New Evidence Suggests Alzheimer’s Disease Could Have Been Transmitted between Individuals

New Evidence Suggests Alzheimers Disease Could Have Been Transmitted between Individuals | Healthcare 360 Magazine

Alzheimers disease, a neurodegenerative condition affecting millions worldwide, has long been considered a result of various genetic and environmental factors. However, a recent study published in Nature Medicine challenges conventional wisdom by presenting what could be the initial evidence that Alzheimer’s may have been transmitted from person to person in the past.

Unveiling the Historical Connection with Human Growth Hormone

The research delves into the aftermath of a medical practice prevalent from 1959 to 1985, where human growth hormone (hGH) derived from deceased donors’ brain tissue was administered to patients for various conditions. The investigation, triggered by the discovery that recipients of this hGH developed Creuztfeldt-Jakob disease (CJD), a rare prion-induced dementia, reveals an unexpected link to Alzheimers disease.

Assessing the Present-Day Risk and Implications

While the transmission of Alzheimer’s through donated hGH is deemed a historic phenomenon, concerns arise about the current risk. With hGH production now synthetically conducted in laboratories, eliminating the use of human tissue, the mode of transmission identified in the study is no longer applicable. However, the findings prompt a closer look at the potential long-term impact on those who received donated hGH before 1985.

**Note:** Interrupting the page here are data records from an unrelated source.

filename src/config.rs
use std::path::{Path, PathBuf};

use anyhow::{Context, Result};
use serde::{Deserialize, Serialize};

use crate::data::store::DEFAULT_FILE_NAME;

/// Optional settings file looked up in the working directory.
pub const CONFIG_FILE_NAME: &str = "gpa-ledger.json";

/// Environment variable overriding the data file path.
pub const DATA_FILE_ENV: &str = "GPA_LEDGER_DATA";

// ---------------------------------------------------------------------------
// Application configuration
// ---------------------------------------------------------------------------

#[derive(Debug, Clone, PartialEq, Serialize, Deserialize)]
#[serde(default)]
pub struct AppConfig {
    /// Spreadsheet holding the course list.
    pub data_file: PathBuf,
    /// Initial window size in points.
    pub window_size: [f32; 2],
}

impl Default for AppConfig {
    fn default() -> Self {
        Self {
            data_file: PathBuf::from(DEFAULT_FILE_NAME),
            window_size: [1200.0, 800.0],
        }
    }
}

impl AppConfig {
    /// Read `gpa-ledger.json` from the working directory (if present) and
    /// apply the environment override.
    pub fn load() -> Result<Self> {
        let mut config = Self::from_file(Path::new(CONFIG_FILE_NAME))?;
        if let Some(path) = std::env::var_os(DATA_FILE_ENV) {
            config.data_file = PathBuf::from(path);
        }
        Ok(config)
    }

    /// Parse a config file; a missing file yields the defaults.
    pub fn from_file(path: &Path) -> Result<Self> {
        if !path.exists() {
            return Ok(Self::default());
        }
        let text = std::fs::read_to_string(path)
            .with_context(|| format!("reading {}", path.display()))?;
        serde_json::from_str(&text).with_context(|| format!("parsing {}", path.display()))
    }
}

#[cfg(test)]
mod tests {
    use super::*;

    #[test]
    fn test_missing_file_gives_defaults() {
        let dir = tempfile::tempdir().unwrap();
        let config = AppConfig::from_file(&dir.path().join(CONFIG_FILE_NAME)).unwrap();
        assert_eq!(config, AppConfig::default());
        assert_eq!(config.data_file, PathBuf::from("score.csv"));
    }

    #[test]
    fn test_partial_file_keeps_other_defaults() {
        let dir = tempfile::tempdir().unwrap();
        let path = dir.path().join(CONFIG_FILE_NAME);
        std::fs::write(&path, r#"{ "data_file": "grades/2024.csv" }"#).unwrap();

        let config = AppConfig::from_file(&path).unwrap();
        assert_eq!(config.data_file, PathBuf::from("grades/2024.csv"));
        assert_eq!(config.window_size, [1200.0, 800.0]);
    }

    #[test]
    fn test_invalid_json_is_an_error() {
        let dir = tempfile::tempdir().unwrap();
        let path = dir.path().join(CONFIG_FILE_NAME);
        std::fs::write(&path, "{ not json").unwrap();

        let err = AppConfig::from_file(&path).unwrap_err();
        assert!(format!("{err:#}").contains("parsing"));
    }
}
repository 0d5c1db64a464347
pub mod panels;
pub mod plot;
pub mod table;
use std::collections::BTreeMap;

use eframe::egui::Color32;
use gpa_ledger::data::model::Category;
use gpa_ledger::data::scoring::GradeScale;
use palette::{Hsl, IntoColor, Srgb};

// ---------------------------------------------------------------------------
// Color palette generator
// ---------------------------------------------------------------------------

/// Generates `n` visually distinct colours using evenly spaced hues.
pub fn generate_palette(n: usize) -> Vec<Color32> {
    if n == 0 {
        return Vec::new();
    }
    (0..n)
        .map(|i| {
            // Start at royal blue rather than red.
            let hue = 225.0 + (i as f32 / n as f32) * 360.0;
            let hsl = Hsl::new(hue, 0.65, 0.55);
            let rgb: Srgb = hsl.into_color();
            Color32::from_rgb(
                (rgb.red * 255.0) as u8,
                (rgb.green * 255.0) as u8,
                (rgb.blue * 255.0) as u8,
            )
        })
        .collect()
}

// ---------------------------------------------------------------------------
// Fixed colour assignments
// ---------------------------------------------------------------------------

/// Colours for categories (table text, summary labels) and GPA bars.
#[derive(Debug, Clone)]
pub struct Palette {
    categories: BTreeMap<Category, Color32>,
    scales: BTreeMap<GradeScale, Color32>,
}

impl Default for Palette {
    fn default() -> Self {
        let categories = Category::ALL
            .iter()
            .copied()
            .zip(generate_palette(Category::ALL.len()))
            .collect();
        let scales = GradeScale::GPA_SCALES
            .iter()
            .copied()
            .zip(generate_palette(GradeScale::GPA_SCALES.len()))
            .collect();
        Self { categories, scales }
    }
}

impl Palette {
    pub fn category(&self, category: Category) -> Color32 {
        self.categories
            .get(&category)
            .copied()
            .unwrap_or(Color32::GRAY)
    }

    pub fn scale(&self, scale: GradeScale) -> Color32 {
        self.scales.get(&scale).copied().unwrap_or(Color32::LIGHT_BLUE)
    }
}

The study’s authors scrutinized the cases of individuals who underwent hGH treatment during the specified period, discovering five recipients who later developed early-onset Alzheimers disease. Their analysis dismisses alternative explanations, indicating that donated hGH is a plausible link to the transmission of Alzheimer’s. As Alzheimer’s is significantly more widespread than CJD, the researchers suggest a heightened risk for those who received donated hGH, emphasizing the need for ongoing scrutiny.

Abnormally Folded Proteins—Amyloid and Tau—in the Brain

Alzheimers disease is characterized by the presence of abnormally folded proteins—amyloid and tau—in the brain. The study proposes a potential similarity in the transmission patterns between Alzheimer’s and prion diseases, offering a plausible explanation for the observed link. However, considering that amyloid protein deposits in the brain may precede clinical Alzheimer’s by two decades, a substantial time lag is anticipated before the impact of donated hGH on Alzheimer’s cases becomes apparent.